The simple fact of the matter is that there hasn’t been enough research carried out specifically into these kinds of sugar acid protection pastes to verify their ‘superior’ protective properties. They definitely work, but perhaps not to a greater extent than various other toothpastes. Time will tell therefore whether it is simply a marketing gimmick, though evidence in terms of the active ingredients used and overall formulas seems to be pretty conclusive.
What are ‘hidden’ sugars?
One of the buzzwords being used by a lot of toothpastes manufacturers right now is ‘hidden’ sugar. Which apparently refers to the sugars in the foods and drinks we consume which we may not be aware of. Of course, it doesn’t take a genius to figure out that too much sugar can be bad for our teeth. Sugar is known to cause cavities and a wide variety of other oral health issues – hence the importance of awareness of its presence.

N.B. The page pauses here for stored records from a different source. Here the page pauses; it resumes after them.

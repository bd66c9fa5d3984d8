//! Generic configuration parsing utilities.
//!
//! TOML parsing for any `DeserializeOwned` type, with the file path attached
//! to every error.
//!
//! ```rust,no_run
//! use yamladapt::config::parse_config;
//! use serde::Deserialize;
//! use std::path::Path;
//!
//! #[derive(Deserialize)]
//! struct MyConfig {
//!     name: String,
//! }
//!
//! # fn example() -> anyhow::Result<()> {
//! let config: MyConfig = parse_config(Path::new("config.toml"))?;
//! println!("Config: {}", config.name);
//! # Ok(())
//! # }
//! ```
//!
//! Example error output:
//! ```text
//! Failed to parse config file: /path/to/yamladapt.toml
//! Caused by:
//!     unknown field `strip_mode`, expected `strip` or `names`
//! ```

use anyhow::{Context, Result};
use std::path::Path;

/// Parse a TOML configuration file into the specified type.
///
/// # Errors
///
/// Returns an error naming the file if it cannot be read, or if its content
/// is not valid TOML for `T`.
pub fn parse_config<T>(path: &Path) -> Result<T>
where
    T: serde::de::DeserializeOwned,
{
    let content = std::fs::read_to_string(path)
        .with_context(|| format!("Failed to read config file: {}", path.display()))?;

    let config: T = toml::from_str(&content)
        .with_context(|| format!("Failed to parse config file: {}", path.display()))?;

    Ok(config)
}
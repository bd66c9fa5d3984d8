//! Core types for yamladapt
//!
//! This module holds the error taxonomy shared by every pipeline stage and
//! the helpers the CLI uses to present failures.
//!
//! - [`AdaptError`] - Enumerated error types covering all pipeline failure modes
//! - [`ErrorContext`] - User-friendly error wrapper with suggestions and details
//! - [`user_friendly_error`] - Convert any error to user-friendly format

pub mod error;

pub use error::{AdaptError, ErrorContext, FileOperation, user_friendly_error};

/// Result alias used throughout the pipeline.
pub type Result<T, E = AdaptError> = std::result::Result<T, E>;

While it’s true to say that our eating habits and diets have changed over time, this alone isn’t enough to suggest we’re all walking headfirst into an oral health disaster. On one hand, there are more excessively sugary and generally unhealthy products on the market than ever before. On the other, the vast majority of people are now having a greater awareness in what they eat and drink than ever before. To such an extent that manufacturers in growing numbers are altering and adding to their standard product ranges with low-sugar or even sugar-free alternatives. Which means that while there may be plenty of sugary and unhealthy food out there, this doesn’t mean we’re eating it habitually and unknowingly.
As for hidden sugars, everyday products like bread, fruit juice, cereals and so on are highlighted as the kinds of offending items we need to be careful of. Not to mention, the kinds of items that also make it necessary to buy and use specialist toothpastes. Nevertheless, common sense would seem to suggest that the answer in fact lies in careful and sensible moderation of sugary foods. Not to mention, practicing good oral health and hygiene habits every day, using high-quality tools and products.
Common sense prevails
Ask any dentist and they’ll tell you exactly the same. That being, that there never has been and never will be a product on the market that represents a miracle solution for outstanding oral health. Instead, it’s a case of combining sensible dietary choices with good everyday oral hygiene. Bring these two elements together and there really is no need to go to extremes, in terms of the products you pick up.
The good news is that if you want to limit the impact sugar can have on your teeth, there are various ways and means by which you can make it happen. Even better news being that it isn’t necessary to completely change the way you live your life, or radically alter your diet. Instead, it’s a case of proceeding in accordance with a few common-sense guidelines, which begin with the following:
- For obvious reasons, anything that contains an excessively high-sugar content should be enjoyed in moderation. Cakes, confectionery, sugary drinks and so on aren’t going to hurt you every now and again, but should be seen more as occasional indulgences than everyday essentials.
- Step up to a higher standard of everyday oral health and hygiene, by investing in a professional electric toothbrush and the very best water flosser you can lay your hands on. Brushing and flossing twice a day with a premium quality toothpaste and remembering to use mouthwash is the single best way of protecting your teeth and gums from all attacks.
- Throughout the day, chewing sugar free gum is one of the most effective ways of fighting and eliminating harmful sugars and acids within the mouth. And it’s particularly advisable after consuming anything with a high-sugar content.